Work request:
Copy each line below that contains "Some".

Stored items
-*-*-

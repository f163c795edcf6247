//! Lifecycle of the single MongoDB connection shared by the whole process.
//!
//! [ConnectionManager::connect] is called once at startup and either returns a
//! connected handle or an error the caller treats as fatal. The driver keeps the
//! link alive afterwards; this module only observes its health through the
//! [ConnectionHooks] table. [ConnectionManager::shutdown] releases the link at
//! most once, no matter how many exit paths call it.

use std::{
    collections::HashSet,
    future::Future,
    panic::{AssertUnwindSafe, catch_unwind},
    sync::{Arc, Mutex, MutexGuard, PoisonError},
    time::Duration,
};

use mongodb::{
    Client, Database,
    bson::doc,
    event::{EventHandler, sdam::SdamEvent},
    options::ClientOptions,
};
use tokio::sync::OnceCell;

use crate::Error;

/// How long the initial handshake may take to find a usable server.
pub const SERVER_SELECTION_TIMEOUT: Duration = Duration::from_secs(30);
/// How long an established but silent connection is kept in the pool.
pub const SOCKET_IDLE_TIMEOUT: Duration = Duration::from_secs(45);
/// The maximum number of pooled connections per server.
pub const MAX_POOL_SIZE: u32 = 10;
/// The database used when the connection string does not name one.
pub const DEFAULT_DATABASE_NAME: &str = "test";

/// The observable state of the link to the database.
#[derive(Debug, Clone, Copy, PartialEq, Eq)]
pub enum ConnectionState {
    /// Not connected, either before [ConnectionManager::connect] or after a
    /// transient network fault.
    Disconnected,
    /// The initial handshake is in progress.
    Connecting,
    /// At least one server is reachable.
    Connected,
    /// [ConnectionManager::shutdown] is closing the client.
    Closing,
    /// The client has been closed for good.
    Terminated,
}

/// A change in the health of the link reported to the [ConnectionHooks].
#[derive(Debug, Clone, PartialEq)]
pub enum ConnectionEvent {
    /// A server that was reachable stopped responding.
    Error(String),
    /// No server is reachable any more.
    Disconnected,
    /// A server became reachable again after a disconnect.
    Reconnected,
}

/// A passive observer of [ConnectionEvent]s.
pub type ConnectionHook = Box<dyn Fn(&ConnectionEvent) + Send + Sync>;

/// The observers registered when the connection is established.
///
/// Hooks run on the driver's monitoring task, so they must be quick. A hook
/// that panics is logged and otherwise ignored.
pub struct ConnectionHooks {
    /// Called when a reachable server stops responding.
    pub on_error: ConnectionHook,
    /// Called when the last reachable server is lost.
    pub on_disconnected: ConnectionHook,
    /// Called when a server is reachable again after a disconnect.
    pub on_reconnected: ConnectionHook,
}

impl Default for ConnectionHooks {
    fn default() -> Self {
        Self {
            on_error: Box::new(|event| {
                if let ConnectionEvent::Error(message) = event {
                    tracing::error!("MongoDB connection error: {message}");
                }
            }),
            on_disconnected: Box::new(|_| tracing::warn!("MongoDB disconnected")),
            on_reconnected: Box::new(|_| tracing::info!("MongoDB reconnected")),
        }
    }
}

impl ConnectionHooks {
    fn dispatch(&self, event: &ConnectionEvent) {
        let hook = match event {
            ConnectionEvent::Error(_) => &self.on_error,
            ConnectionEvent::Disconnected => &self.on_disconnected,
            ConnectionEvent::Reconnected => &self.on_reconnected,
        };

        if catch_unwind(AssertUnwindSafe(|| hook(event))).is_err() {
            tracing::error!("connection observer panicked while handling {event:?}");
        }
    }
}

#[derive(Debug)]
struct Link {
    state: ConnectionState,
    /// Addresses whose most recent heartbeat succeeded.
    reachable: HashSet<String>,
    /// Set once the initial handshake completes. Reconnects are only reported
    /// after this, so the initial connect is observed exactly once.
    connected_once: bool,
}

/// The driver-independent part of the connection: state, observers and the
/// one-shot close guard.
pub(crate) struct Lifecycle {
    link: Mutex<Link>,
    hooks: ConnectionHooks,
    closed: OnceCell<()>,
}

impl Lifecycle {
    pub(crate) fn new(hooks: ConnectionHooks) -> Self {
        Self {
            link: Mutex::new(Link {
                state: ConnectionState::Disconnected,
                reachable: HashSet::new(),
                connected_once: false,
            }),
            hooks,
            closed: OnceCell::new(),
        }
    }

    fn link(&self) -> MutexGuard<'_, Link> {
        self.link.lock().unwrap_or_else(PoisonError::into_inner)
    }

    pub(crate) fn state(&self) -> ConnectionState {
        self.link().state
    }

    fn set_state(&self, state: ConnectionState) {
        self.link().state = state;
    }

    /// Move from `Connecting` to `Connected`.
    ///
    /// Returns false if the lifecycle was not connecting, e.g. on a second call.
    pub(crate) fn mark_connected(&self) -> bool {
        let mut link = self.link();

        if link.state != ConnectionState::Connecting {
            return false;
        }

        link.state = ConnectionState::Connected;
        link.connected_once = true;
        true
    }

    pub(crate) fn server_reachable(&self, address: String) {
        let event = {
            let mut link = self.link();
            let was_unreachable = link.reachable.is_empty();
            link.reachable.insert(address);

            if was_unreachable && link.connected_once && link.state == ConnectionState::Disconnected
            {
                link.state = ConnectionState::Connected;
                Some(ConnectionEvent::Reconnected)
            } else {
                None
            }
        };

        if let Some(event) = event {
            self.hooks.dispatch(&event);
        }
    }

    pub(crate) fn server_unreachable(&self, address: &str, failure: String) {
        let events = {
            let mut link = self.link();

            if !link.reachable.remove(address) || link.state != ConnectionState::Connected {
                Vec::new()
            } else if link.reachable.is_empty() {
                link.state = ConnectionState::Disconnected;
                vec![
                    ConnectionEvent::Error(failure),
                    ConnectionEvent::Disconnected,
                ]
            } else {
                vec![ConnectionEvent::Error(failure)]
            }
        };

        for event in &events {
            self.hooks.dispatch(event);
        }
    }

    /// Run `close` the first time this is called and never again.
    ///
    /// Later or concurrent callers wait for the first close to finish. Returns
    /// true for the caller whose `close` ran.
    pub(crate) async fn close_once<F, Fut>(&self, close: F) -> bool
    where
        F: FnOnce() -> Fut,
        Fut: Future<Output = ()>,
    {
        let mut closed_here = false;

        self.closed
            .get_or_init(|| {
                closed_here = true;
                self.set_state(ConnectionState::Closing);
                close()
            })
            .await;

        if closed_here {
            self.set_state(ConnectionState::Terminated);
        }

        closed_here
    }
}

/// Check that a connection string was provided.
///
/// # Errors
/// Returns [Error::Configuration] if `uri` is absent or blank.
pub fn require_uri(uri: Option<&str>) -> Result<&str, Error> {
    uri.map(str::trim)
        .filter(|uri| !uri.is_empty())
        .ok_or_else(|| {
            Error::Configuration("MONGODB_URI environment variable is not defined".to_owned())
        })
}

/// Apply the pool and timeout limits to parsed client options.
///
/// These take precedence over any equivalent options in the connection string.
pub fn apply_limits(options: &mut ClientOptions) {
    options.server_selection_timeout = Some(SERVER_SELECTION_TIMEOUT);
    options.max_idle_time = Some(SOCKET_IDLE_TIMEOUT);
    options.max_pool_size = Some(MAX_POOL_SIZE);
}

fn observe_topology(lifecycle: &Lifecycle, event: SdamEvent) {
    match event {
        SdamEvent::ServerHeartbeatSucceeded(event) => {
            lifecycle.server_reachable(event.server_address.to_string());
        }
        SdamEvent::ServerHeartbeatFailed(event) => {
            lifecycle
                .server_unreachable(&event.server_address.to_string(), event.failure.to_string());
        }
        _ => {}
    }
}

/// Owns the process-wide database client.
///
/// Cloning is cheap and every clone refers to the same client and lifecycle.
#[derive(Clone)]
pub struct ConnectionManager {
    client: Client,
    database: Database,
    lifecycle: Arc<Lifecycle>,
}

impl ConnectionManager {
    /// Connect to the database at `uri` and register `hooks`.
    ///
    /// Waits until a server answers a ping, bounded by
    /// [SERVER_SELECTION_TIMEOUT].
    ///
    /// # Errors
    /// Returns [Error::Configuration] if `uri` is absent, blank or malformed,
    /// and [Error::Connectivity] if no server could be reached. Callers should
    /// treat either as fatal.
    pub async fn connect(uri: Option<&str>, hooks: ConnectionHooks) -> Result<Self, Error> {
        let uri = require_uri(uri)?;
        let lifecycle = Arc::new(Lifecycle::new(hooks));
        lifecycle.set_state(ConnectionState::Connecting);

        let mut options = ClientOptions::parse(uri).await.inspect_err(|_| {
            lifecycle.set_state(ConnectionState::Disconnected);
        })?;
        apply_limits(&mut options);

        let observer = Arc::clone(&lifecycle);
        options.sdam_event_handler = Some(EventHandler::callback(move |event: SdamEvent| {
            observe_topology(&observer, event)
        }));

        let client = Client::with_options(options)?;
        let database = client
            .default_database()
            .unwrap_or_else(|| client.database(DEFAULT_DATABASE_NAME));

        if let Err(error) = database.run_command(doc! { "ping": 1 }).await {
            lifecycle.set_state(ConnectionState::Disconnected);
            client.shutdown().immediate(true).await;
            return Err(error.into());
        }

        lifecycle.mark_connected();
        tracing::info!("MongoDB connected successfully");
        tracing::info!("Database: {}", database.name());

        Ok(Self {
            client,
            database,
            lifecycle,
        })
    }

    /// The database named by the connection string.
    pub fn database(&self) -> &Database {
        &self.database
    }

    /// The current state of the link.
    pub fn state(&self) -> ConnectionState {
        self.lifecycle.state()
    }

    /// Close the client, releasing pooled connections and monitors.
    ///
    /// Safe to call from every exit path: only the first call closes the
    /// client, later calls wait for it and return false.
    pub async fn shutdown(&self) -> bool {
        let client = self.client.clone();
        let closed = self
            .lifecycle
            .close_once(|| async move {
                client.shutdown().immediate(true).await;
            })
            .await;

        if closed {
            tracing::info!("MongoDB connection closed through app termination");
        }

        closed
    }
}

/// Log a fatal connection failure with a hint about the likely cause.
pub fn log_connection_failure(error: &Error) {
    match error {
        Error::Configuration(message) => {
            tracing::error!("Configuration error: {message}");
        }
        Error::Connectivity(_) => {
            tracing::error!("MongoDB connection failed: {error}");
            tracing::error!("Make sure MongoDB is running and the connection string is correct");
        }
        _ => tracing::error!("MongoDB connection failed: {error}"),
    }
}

-*-*-

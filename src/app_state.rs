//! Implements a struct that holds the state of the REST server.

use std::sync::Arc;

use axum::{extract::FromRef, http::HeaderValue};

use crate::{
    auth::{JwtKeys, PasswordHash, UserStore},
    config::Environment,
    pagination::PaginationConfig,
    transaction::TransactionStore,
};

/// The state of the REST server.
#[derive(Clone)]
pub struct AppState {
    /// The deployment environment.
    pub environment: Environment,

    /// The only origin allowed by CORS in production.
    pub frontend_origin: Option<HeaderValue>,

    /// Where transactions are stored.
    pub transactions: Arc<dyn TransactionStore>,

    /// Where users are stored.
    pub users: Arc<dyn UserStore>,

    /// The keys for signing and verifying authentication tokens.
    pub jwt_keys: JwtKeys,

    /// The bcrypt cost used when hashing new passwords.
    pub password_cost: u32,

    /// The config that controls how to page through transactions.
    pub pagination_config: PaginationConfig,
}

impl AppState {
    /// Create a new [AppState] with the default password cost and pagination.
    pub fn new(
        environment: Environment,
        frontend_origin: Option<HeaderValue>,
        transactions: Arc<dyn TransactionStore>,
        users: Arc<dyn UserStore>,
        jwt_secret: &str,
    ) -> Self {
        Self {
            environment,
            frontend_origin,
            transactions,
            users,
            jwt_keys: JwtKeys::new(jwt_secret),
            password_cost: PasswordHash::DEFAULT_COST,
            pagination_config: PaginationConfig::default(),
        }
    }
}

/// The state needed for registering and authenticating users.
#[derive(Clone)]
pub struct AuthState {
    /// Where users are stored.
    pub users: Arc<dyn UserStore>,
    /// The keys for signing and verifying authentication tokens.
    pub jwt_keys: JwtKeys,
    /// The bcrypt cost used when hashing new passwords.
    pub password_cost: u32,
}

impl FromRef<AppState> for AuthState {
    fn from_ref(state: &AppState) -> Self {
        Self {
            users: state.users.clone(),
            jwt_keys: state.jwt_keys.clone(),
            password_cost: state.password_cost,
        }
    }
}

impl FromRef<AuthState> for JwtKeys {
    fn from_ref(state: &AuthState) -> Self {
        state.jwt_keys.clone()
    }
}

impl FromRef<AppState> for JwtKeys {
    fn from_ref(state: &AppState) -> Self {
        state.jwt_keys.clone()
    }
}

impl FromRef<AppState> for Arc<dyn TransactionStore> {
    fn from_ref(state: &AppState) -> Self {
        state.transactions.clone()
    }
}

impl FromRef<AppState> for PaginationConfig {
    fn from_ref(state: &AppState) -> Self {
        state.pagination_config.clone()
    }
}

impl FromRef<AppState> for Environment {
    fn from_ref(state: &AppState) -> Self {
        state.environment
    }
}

-*-*-

Result below:
                Some(ConnectionEvent::Reconnected)
        if let Some(event) = event {
    options.server_selection_timeout = Some(SERVER_SELECTION_TIMEOUT);
    options.max_idle_time = Some(SOCKET_IDLE_TIMEOUT);
    options.max_pool_size = Some(MAX_POOL_SIZE);
        options.sdam_event_handler = Some(EventHandler::callback(move |event: SdamEvent| {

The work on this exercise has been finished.